# Don't you hate when TOC is right?



## markoles (Jan 2, 2008)

For years, whenever anyone mentions track and the debates begin between brass and stainless, TOC sometimes jumps in with his Aluminum track.  I have to admit that I have been dismissive of his claims that Aluminum track has better adhesion characteristics.

In this months GR, there's a story of a high schooler who did a series of test regarding adhesion and he removed the variable of conductivity of the rail by using battery as his power source.  His results show that the Aluminum track has the best overall adhesion.   He had some other results that might warrant further discussion here.

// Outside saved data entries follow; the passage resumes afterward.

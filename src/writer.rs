//! Resumable destination writing.
//!
//! Re-runs can preserve a hand-written prefix of the previous output: the
//! caller names how many leading lines to keep, and the writer positions
//! the stream just past them. Everything from that byte onward is
//! overwritten by the new transformation output.

use std::io::SeekFrom;
use std::path::Path;

use tokio::fs::{File, OpenOptions};
use tokio::io::{AsyncBufReadExt, AsyncSeekExt, BufReader};

use crate::error::{Error, Result};

/// Sums the byte length (plus one line-terminator byte) of the first
/// `lines` lines of an existing file. Zero lines means offset zero.
pub async fn line_bytes(path: &Path, lines: usize) -> Result<u64> {
    let file = File::open(path).await.map_err(|e| Error::io(path, e))?;
    let mut reader = BufReader::new(file).lines();

    let mut bytes = 0u64;
    let mut counted = 0usize;

    while counted < lines {
        match reader.next_line().await.map_err(|e| Error::io(path, e))? {
            Some(line) => {
                bytes += line.len() as u64 + 1;
                counted += 1;
            }
            None => break,
        }
    }

    Ok(bytes)
}

/// Opens the destination positioned for writing and returns the resume
/// offset.
///
/// A missing file or a zero skip count truncates and starts at byte 0;
/// otherwise the file is opened read-write without truncation and the
/// cursor lands just past the preserved prefix, leaving those bytes intact.
pub async fn open_destination(path: &Path, skip: usize) -> Result<(File, u64)> {
    if !path.exists() || skip == 0 {
        let file = File::create(path).await.map_err(|e| Error::io(path, e))?;
        return Ok((file, 0));
    }

    let offset = line_bytes(path, skip).await?;

    let mut file = OpenOptions::new()
        .read(true)
        .write(true)
        .open(path)
        .await
        .map_err(|e| Error::io(path, e))?;
    file.seek(SeekFrom::Start(offset))
        .await
        .map_err(|e| Error::io(path, e))?;

    Ok((file, offset))
}
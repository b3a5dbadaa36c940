//! Module load-cache notification.
//!
//! The host runtime caches loaded modules by path; whoever owns that cache
//! clears matching entries once a destination is fully written. The engine
//! only notifies, strictly after the final flush, so a half-written
//! artifact is never reloaded.

use async_trait::async_trait;

use crate::error::Result;

#[async_trait]
pub trait InvalidationHook: Send + Sync {
    /// Called once per successful expose with the destination path.
    async fn invalidate(&self, pattern: &str) -> Result<()>;
}

/// Default hook for hosts without a load cache to clear.
pub struct NoopInvalidation;

#[async_trait]
impl InvalidationHook for NoopInvalidation {
    async fn invalidate(&self, _pattern: &str) -> Result<()> {
        Ok(())
    }
}
//! Option surface for one transformation run.

use std::fs;
use std::path::Path;

use serde::Deserialize;

use crate::error::{Error, Result};
use crate::resolve::Anchor;

/// A single substitution applied to every line, in list order.
#[derive(Debug, Clone, PartialEq, Eq, Deserialize)]
pub struct RewriteRule {
    pub pattern: String,
    pub replace: String,
}

/// One module to require at the top of the generated file.
///
/// An empty alias means a side-effecting require with no bound name.
#[derive(Debug, Clone, PartialEq, Eq, Deserialize)]
pub struct Dependency {
    #[serde(default)]
    pub alias: String,
    pub specifier: String,
}

/// Everything configurable about a run. Loadable from a TOML file; CLI
/// flags override individual fields afterwards.
#[derive(Debug, Clone, Deserialize)]
#[serde(default)]
pub struct ExposeOptions {
    /// Rewrite rules, applied to every line in this order.
    pub rewrite: Vec<RewriteRule>,
    /// Modules to require, injected in this order.
    pub dependencies: Vec<Dependency>,
    /// Lines of the existing output to preserve verbatim on re-runs.
    pub skip: usize,
    /// Base directory for relative dependency specifiers.
    pub anchor: Anchor,
    /// Suppress log output (events are still recorded).
    pub mute: bool,
    /// Style log lines written to a terminal.
    pub color: bool,
    /// Log to this file (or `log.txt` under this directory) instead of stdout.
    pub log: Option<String>,
}

impl Default for ExposeOptions {
    fn default() -> Self {
        Self {
            rewrite: Vec::new(),
            dependencies: Vec::new(),
            skip: 0,
            anchor: Anchor::default(),
            mute: false,
            color: true,
            log: None,
        }
    }
}

impl ExposeOptions {
    pub fn from_toml_file(path: &Path) -> Result<Self> {
        let raw = fs::read_to_string(path).map_err(|e| Error::io(path, e))?;

        toml::from_str(&raw).map_err(|source| Error::Config {
            path: path.to_path_buf(),
            source,
        })
    }
}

Is humble pie served ala mode?  I'll have vanilla.

Mark

PS If he's right about the track, does that mean he's right about the 49 flat head Fords too?  Oh! the humanity!


----------



## Torby (Jan 2, 2008)

Annoying how often he's right, isn't it?


----------



## Greg Elmassian (Jan 3, 2008)

TOC gave me the results of current draw tests on brass vs aluminum on the new K, it was quite different. I was not totally surprised, though because brass rail is often hard and smooth, while aluminum seems to take a "tooth" or "grittier" finish. The resulting difference in adhesion and current draw was dramatic though. If I ran battery only, aluminum would be my choice. 

Regards, Greg


----------



## Chris France (Jan 3, 2008)

I'm not at all surprised i do agree with Greg that aluminum track does not have a poished smooth surface (which I believe they could do if they wanted, but they don't). Just remember that while the increased adhesion does mean the engine has more pulling ability, it also creates more drag on each car in the train, so I wonder if it improves real world car counts as much as you would suspect.


----------



## Paul Norton (Jan 8, 2008)

The brass rail over time will turn a realistic dark brown color, unfortunately aluminum rail will not.


----------



## Richard Smith (Jan 2, 2008)

*Chris,* 

If the aluminum rail produces any more drag than brass it's not enough to notice. My present fleet of locomotives are all "original" Delton C-16's. If you remember when they first came out many people complained of their lack of pulling power mostly on the then most popular LGB brass track which was also what I used. I can easily pull 12 to 14 Bachmann freight cars on my aluminum track, better by a factor of at least four over the brass on a previous layout. I have even pulled 12 sets of LGB disconnects fully loaded with real solid wood logs, a very heavy train. All this is on fairly level track of course. 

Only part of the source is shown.